En 2023, le montant total de l’APD a atteint 250,3 milliards de dollars (212,3 milliards d’euros), un niveau record, la France, l’Allemagne, le Japon, le Royaume-Uni et les États-Unis représentant à eux seuls près de 70 % du total.
Tous ces grands donateurs, à l’exception du Japon, ont réduit leur contribution à l’APD en 2024, une première depuis trois décennies. L’aide internationale globale a reculé pour la première fois en six ans.
Les États-Unis ont été, en 2025, le premier pays à démanteler leur agence pour le développement international (USAID). D’autres pays ont ensuite suivi avec leurs propres réductions.
Le Fonds mondial de lutte contre le sida, la tuberculose et le paludisme, qui organise tous les deux ans une conférence de reconstitution de ses ressources, a enregistré une forte baisse de ses financements, passant de 15,7 milliards de dollars en 2022 à 11,34 milliards en 2025. Certains donateurs, comme l’Union européenne, n’ont pas encore précisé le montant de leur contribution.
« Des gens vont mourir. Si nous ne rétablissons pas le niveau de financement, des millions de personnes vont mourir, c’est certain », a ajouté Rasella.
Selon lui, le prochain défi consistera à voir comment répartir les fonds qui restent.
L’étude, publiée dans The Lancet, montre qu’entre 2002 et 2021, les programmes d’aide publique au développement ont permis de réduire de 39 % la mortalité infantile, de prévenir 70 % des décès liés au VIH/sida et de diminuer de 56 % les décès dus au paludisme et aux carences nutritionnelles.
Deux scénarios : le mauvais et le pire
L’équipe de recherche a établi deux scénarios distincts pour analyser comment la tendance aux coupes budgétaires pourrait affecter la santé et le développement dans le monde d’ici 2030.
Dans le scénario de désengagement modéré, qui correspond à une réduction de 10,6 % (la moyenne des coupes des deux dernières années), ces baisses pourraient entraîner 9,4 millions de décès évitables, dont 2,5 millions d’enfants de moins de cinq ans.
Dans le second scénario, de désengagement sévère, où les coupes continuent de s’aggraver, elles pourraient provoquer plus de 22,6 millions de décès supplémentaires, dont 5,4 millions d’enfants de moins de cinq ans.

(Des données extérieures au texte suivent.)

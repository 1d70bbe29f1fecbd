//! JSON-over-`WebSocket` connection to the authority server.

use std::time::Duration;

use futures::{SinkExt, StreamExt};
use lockstep_types::{ClientMessage, ServerMessage};
use tokio::net::TcpStream;
use tokio_tungstenite::tungstenite::Message;
use tokio_tungstenite::{MaybeTlsStream, WebSocketStream, connect_async};
use tracing::{debug, info};

use crate::error::ClientError;

type WsStream = WebSocketStream<MaybeTlsStream<TcpStream>>;

/// An open connection speaking the room protocol.
pub struct ServerConnection {
    ws: WsStream,
}

impl ServerConnection {
    /// Open a connection to `url`, giving up after `timeout`.
    pub async fn connect(url: &str, timeout: Duration) -> Result<Self, ClientError> {
        let attempt = tokio::time::timeout(timeout, connect_async(url))
            .await
            .map_err(|elapsed| ClientError::Connect {
                url: url.to_owned(),
                reason: format!("no handshake within {} ms ({elapsed})", timeout.as_millis()),
            })?;
        let (ws, _response) = attempt.map_err(|e| ClientError::Connect {
            url: url.to_owned(),
            reason: e.to_string(),
        })?;
        info!(url, "connected to server");
        Ok(Self { ws })
    }

    /// Send one client frame.
    pub async fn send(&mut self, message: &ClientMessage) -> Result<(), ClientError> {
        let json = serde_json::to_string(message)?;
        self.ws
            .send(Message::Text(json.into()))
            .await
            .map_err(|e| ClientError::Transport(e.to_string()))
    }

    /// Receive the next server frame.
    ///
    /// Returns `Ok(None)` when the server closes the connection. Frames
    /// that are not valid server messages are logged and skipped. Safe to
    /// cancel between frames.
    pub async fn recv(&mut self) -> Result<Option<ServerMessage>, ClientError> {
        loop {
            let Some(frame) = self.ws.next().await else {
                return Ok(None);
            };
            match frame.map_err(|e| ClientError::Transport(e.to_string()))? {
                Message::Text(text) => match serde_json::from_str::<ServerMessage>(text.as_str()) {
                    Ok(message) => return Ok(Some(message)),
                    Err(e) => debug!(error = %e, "skipping unrecognised frame"),
                },
                Message::Close(_) => return Ok(None),
                _ => {}
            }
        }
    }

    /// Close the connection politely.
    pub async fn close(&mut self) -> Result<(), ClientError> {
        self.ws
            .close(None)
            .await
            .map_err(|e| ClientError::Transport(e.to_string()))
    }
}

#[cfg(test)]
#[allow(clippy::unwrap_used)]
mod tests {
    use tokio::net::TcpListener;

    use super::*;

    #[tokio::test]
    async fn stalled_handshake_times_out() {
        // Accepted by the kernel backlog, never answered.
        let listener = TcpListener::bind("127.0.0.1:0").await.unwrap();
        let url = format!("ws://{}", listener.local_addr().unwrap());

        let result = ServerConnection::connect(&url, Duration::from_millis(100)).await;
        assert!(matches!(result, Err(ClientError::Connect { reason, .. }) if reason.contains("100 ms")));
    }
}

« Au moins trois personnes sur quatre sur la planète vivent dans des pays où deux décennies de progrès du développement pourraient être réduites à néant, où les avancées contre les maladies disparaissent et où des pertes de vies humaines évitables pourraient survenir », préviennent les chercheurs.
Les auteurs soulignent que ces projections ne sont pas des prévisions précises de la mortalité en 2030, mais des comparaisons relatives entre différentes trajectoires de financement, destinées à isoler l’impact des variations de l’APD.